Live births in New York City from 2001-2009 were matched to reported cases of bacterial infections among infants less than one year of age. Characteristics recorded on birth certificates were compared between infants with bacterial enteric infections (usually foodborne), bacterial nonenteric infections (such as strep, or pertussis — whooping cough), and no reported bacterial infection.
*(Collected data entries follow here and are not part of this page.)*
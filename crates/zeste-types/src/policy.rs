//! Filtering and scoring policies.

use std::fmt;
use std::str::FromStr;

use serde::{Deserialize, Serialize};

use crate::error::TypesError;

/// How many neighborhood words survive the similarity cutoff.
///
/// Textual forms: `all`, `top20` / `top-20`, `top5%` / `top-5%`,
/// `thresh0.3` / `thresh-0.3`. A negative threshold needs the explicit
/// separator (`thresh--0.1`).
#[derive(Debug, Clone, Copy, PartialEq, Default, Serialize, Deserialize)]
#[serde(try_from = "String", into = "String")]
pub enum KeepPolicy {
    /// No pruning
    #[default]
    All,
    /// The N highest-scoring words
    Top(usize),
    /// The top P percent of words
    TopPercent(f64),
    /// Words scoring strictly above T
    Threshold(f32),
}

impl fmt::Display for KeepPolicy {
    fn fmt(&self, f: &mut fmt::Formatter<'_>) -> fmt::Result {
        match self {
            KeepPolicy::All => write!(f, "all"),
            KeepPolicy::Top(n) => write!(f, "top{}", n),
            KeepPolicy::TopPercent(p) => write!(f, "top{}%", p),
            KeepPolicy::Threshold(t) => write!(f, "thresh-{}", t),
        }
    }
}

impl FromStr for KeepPolicy {
    type Err = TypesError;

    fn from_str(s: &str) -> Result<Self, Self::Err> {
        let s = s.trim().to_lowercase();
        let invalid = || TypesError::InvalidInput(format!("invalid keep policy '{}'", s));

        if s == "all" {
            return Ok(KeepPolicy::All);
        }
        if let Some(rest) = s.strip_prefix("top") {
            let rest = rest.strip_prefix('-').unwrap_or(rest);
            if let Some(pct) = rest.strip_suffix('%') {
                let p: f64 = pct.parse().map_err(|_| invalid())?;
                if !(0.0..=100.0).contains(&p) {
                    return Err(invalid());
                }
                return Ok(KeepPolicy::TopPercent(p));
            }
            return rest.parse().map(KeepPolicy::Top).map_err(|_| invalid());
        }
        if let Some(rest) = s.strip_prefix("thresh") {
            let rest = rest.strip_prefix('-').unwrap_or(rest);
            return rest.parse().map(KeepPolicy::Threshold).map_err(|_| invalid());
        }
        Err(invalid())
    }
}

impl TryFrom<String> for KeepPolicy {
    type Error = TypesError;

    fn try_from(value: String) -> Result<Self, Self::Error> {
        value.parse()
    }
}

impl From<KeepPolicy> for String {
    fn from(policy: KeepPolicy) -> Self {
        policy.to_string()
    }
}

/// How a label score is normalized against the label's neighborhood.
#[derive(Debug, Clone, Copy, PartialEq, Eq, Default, Serialize, Deserialize)]
#[serde(rename_all = "snake_case")]
pub enum Normalization {
    /// Raw sum of matched similarities
    #[default]
    None,
    /// Divide by the number of matched tokens
    InterLen,
    /// Divide by the sum of every similarity in the neighborhood
    MaxScore,
}

impl FromStr for Normalization {
    type Err = TypesError;

    fn from_str(s: &str) -> Result<Self, Self::Err> {
        match s.trim().to_lowercase().as_str() {
            "none" => Ok(Normalization::None),
            "inter_len" => Ok(Normalization::InterLen),
            "max_score" => Ok(Normalization::MaxScore),
            other => Err(TypesError::InvalidInput(format!(
                "unknown normalization '{}' (expected none, inter_len or max_score)",
                other
            ))),
        }
    }
}

/// Treatment of matched tokens whose similarity is zero (out of vocabulary).
#[derive(Debug, Clone, Copy, PartialEq, Eq, Default, Serialize, Deserialize)]
#[serde(rename_all = "snake_case")]
pub enum OovTokens {
    /// Count them as matches contributing 0.0
    #[default]
    CountAsZero,
    /// Leave them out of the match count
    Exclude,
}

impl FromStr for OovTokens {
    type Err = TypesError;

    fn from_str(s: &str) -> Result<Self, Self::Err> {
        match s.trim().to_lowercase().as_str() {
            "count_as_zero" => Ok(OovTokens::CountAsZero),
            "exclude" => Ok(OovTokens::Exclude),
            other => Err(TypesError::InvalidInput(format!(
                "unknown oov token policy '{}' (expected count_as_zero or exclude)",
                other
            ))),
        }
    }
}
A bacterial infection was reported in 4.6 cases per 1000 live births.  Enteric infections were generally the most common.  Of 4524 infants with a reportable infection, 63 percent had an enteric infection. Asian/Pacific Islanders in Brooklyn had the highest enteric infection rate (8.5 per 1000 live births). In contrast, infants with nonenteric infections were more likely to have low birthweight, mothers characterized as U.S.-born and be of African-American or white Hispanic race ethnicity. “This study shows clear differences in patterns of disease and risk factors in different populations in the city,” said Dr. Stephen S. Morse, professor of epidemiology at the Mailman School. “This can help to target interventions where they’ll do the most good.”
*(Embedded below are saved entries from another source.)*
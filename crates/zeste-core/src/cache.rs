//! Two-tier neighborhood cache.
//!
//! - Prefetch tier: expanded single-word neighborhoods, one directory per
//!   expansion configuration (`{prefetch}/{depth}[-{rels}]/{word}.json`).
//!   Only depth > 1 is cached; depth 1 is the graph record itself.
//! - Label tier: final, filtered label neighborhoods, one directory per
//!   configuration fingerprint (`{labels}/{fingerprint}/{label}.json`).
//!
//! Entries are never invalidated. A tier whose root cannot be created is
//! disabled with a warning; failed reads and writes are logged and treated
//! as misses so callers always fall back to recomputation.

use std::path::Path;

use tracing::{debug, warn};

use zeste_storage::DiskCache;
use zeste_types::{ExpansionConfig, KeepPolicy, Neighborhood, RelationFilter, SimilarityKind};

/// Cache directory name for an expansion configuration.
///
/// Pruning flags are part of the name only when they differ from the
/// defaults, so the common layout stays `{depth}[-{rels}]`.
pub fn prefetch_namespace(
    depth: usize,
    rels: &RelationFilter,
    skip_stopwords: bool,
    skip_nonpositive: bool,
) -> String {
    let mut name = depth.to_string();
    if let Some(fp) = rels.fingerprint() {
        name.push('-');
        name.push_str(&fp);
    }
    if !skip_stopwords {
        name.push_str("-stopwords");
    }
    if !skip_nonpositive {
        name.push_str("-nonpositive");
    }
    name
}

/// Fingerprint of everything that shapes a final label neighborhood.
///
/// Frontier pruning flags are appended the way [`prefetch_namespace`] does.
pub fn label_fingerprint(
    expansion: &ExpansionConfig,
    filter_rels: &RelationFilter,
    variant: SimilarityKind,
    keep: &KeepPolicy,
) -> String {
    let rels = |f: &RelationFilter| f.fingerprint().unwrap_or_else(|| "all".to_string());
    let mut fingerprint = format!(
        "d{}_{}_{}_{}_{}",
        expansion.depth,
        rels(&expansion.allowed_rels),
        rels(filter_rels),
        variant,
        keep
    );
    if !expansion.skip_stopwords {
        fingerprint.push_str("-stopwords");
    }
    if !expansion.skip_nonpositive {
        fingerprint.push_str("-nonpositive");
    }
    fingerprint
}

/// Prefetch and label tiers over disk caches.
#[derive(Debug, Clone, Default)]
pub struct NeighborhoodCache {
    prefetch: Option<DiskCache>,
    labels: Option<DiskCache>,
}

fn open_tier(root: Option<&Path>, tier: &str) -> Option<DiskCache> {
    let root = root?;
    match DiskCache::open(root) {
        Ok(cache) => Some(cache),
        Err(e) => {
            warn!(tier, error = %e, "Neighborhood cache unavailable, computing uncached");
            None
        }
    }
}

impl NeighborhoodCache {
    /// Cache with both tiers disabled.
    pub fn disabled() -> Self {
        Self::default()
    }

    /// Open the tiers whose roots are given.
    pub fn open(prefetch_root: Option<&Path>, label_root: Option<&Path>) -> Self {
        Self {
            prefetch: open_tier(prefetch_root, "prefetch"),
            labels: open_tier(label_root, "labels"),
        }
    }

    pub fn prefetch_enabled(&self) -> bool {
        self.prefetch.is_some()
    }

    pub fn labels_enabled(&self) -> bool {
        self.labels.is_some()
    }

    /// Cached expansion of `word` in the given prefetch namespace.
    pub fn get_prefetch(&self, namespace: &str, word: &str) -> Option<Neighborhood> {
        let tier = self.prefetch.as_ref()?;
        read(tier, namespace, word, "prefetch")
    }

    pub fn put_prefetch(&self, namespace: &str, word: &str, neighborhood: &Neighborhood) {
        if let Some(tier) = &self.prefetch {
            write(tier, namespace, word, neighborhood, "prefetch");
        }
    }

    /// Cached final neighborhood of `label` under `fingerprint`.
    pub fn get_label(&self, fingerprint: &str, label: &str) -> Option<Neighborhood> {
        let tier = self.labels.as_ref()?;
        read(tier, fingerprint, label, "labels")
    }

    pub fn put_label(&self, fingerprint: &str, label: &str, neighborhood: &Neighborhood) {
        if let Some(tier) = &self.labels {
            write(tier, fingerprint, label, neighborhood, "labels");
        }
    }
}

fn read(tier: &DiskCache, namespace: &str, key: &str, name: &str) -> Option<Neighborhood> {
    let dir = match tier.namespace(namespace) {
        Ok(dir) => dir,
        Err(e) => {
            warn!(tier = name, namespace, error = %e, "Cache namespace unavailable");
            return None;
        }
    };
    match dir.get::<Neighborhood>(key) {
        Ok(Some(n)) => {
            debug!(tier = name, key, words = n.len(), "Neighborhood cache hit");
            Some(n)
        }
        Ok(None) => None,
        Err(e) => {
            warn!(tier = name, key, error = %e, "Unreadable cache entry, recomputing");
            None
        }
    }
}

fn write(tier: &DiskCache, namespace: &str, key: &str, neighborhood: &Neighborhood, name: &str) {
    let result = tier
        .namespace(namespace)
        .and_then(|dir| dir.put(key, neighborhood));
    if let Err(e) = result {
        warn!(tier = name, key, error = %e, "Failed to write neighborhood cache");
    }
}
Salmonellosis was the most frequent infection, at 39 percent of all infections reported, both across the entire study period and for every year of birth. The five infections with the highest incidence (salmonellosis, campylobacteriosis, Group B Strep, pertussis, and chlamydia) comprised 85 percent of all reported infant bacterial infections, with salmonellosis and campylobacteriosis constituting nearly 61 percent. Of all infants reported with bacterial infection, 63 percent met the definition for enteric infection. Thirteen infants were reported with both enteric and nonenteric bacterial infections.
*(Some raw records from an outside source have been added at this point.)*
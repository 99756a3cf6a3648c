//! Storage layer for ZeSTE.
//!
//! Provides file-backed storage with:
//! - One JSON record per word for the relation graph, hot records in an LRU
//! - A content-addressed disk cache with atomic writes (temp file + rename)
//! - Path-safe word keys (percent-encoded file names)
//! - Offline import of ConceptNet assertion dumps into graph records

pub mod disk_cache;
pub mod error;
pub mod graph;
pub mod import;
pub mod keys;

pub use disk_cache::DiskCache;
pub use error::StorageError;
pub use graph::{FileGraphStore, MemoryGraph, RelationGraph};
pub use import::{ImportStats, Importer};
pub use keys::WordKey;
Citywide, infants with enteric infections were disproportionately male, from higher poverty neighborhoods, born to foreign-born mothers, and enrolled in Special Supplemental Food Program for Women, Infants, and Children, or Medicaid.

Studies typically focus on identifying risk factors for individual diseases, according to the researchers. “This study demonstrates how linking different data sources – in this case, public health surveillance data and birth records – can provide new insights,” noted Dr. Morse.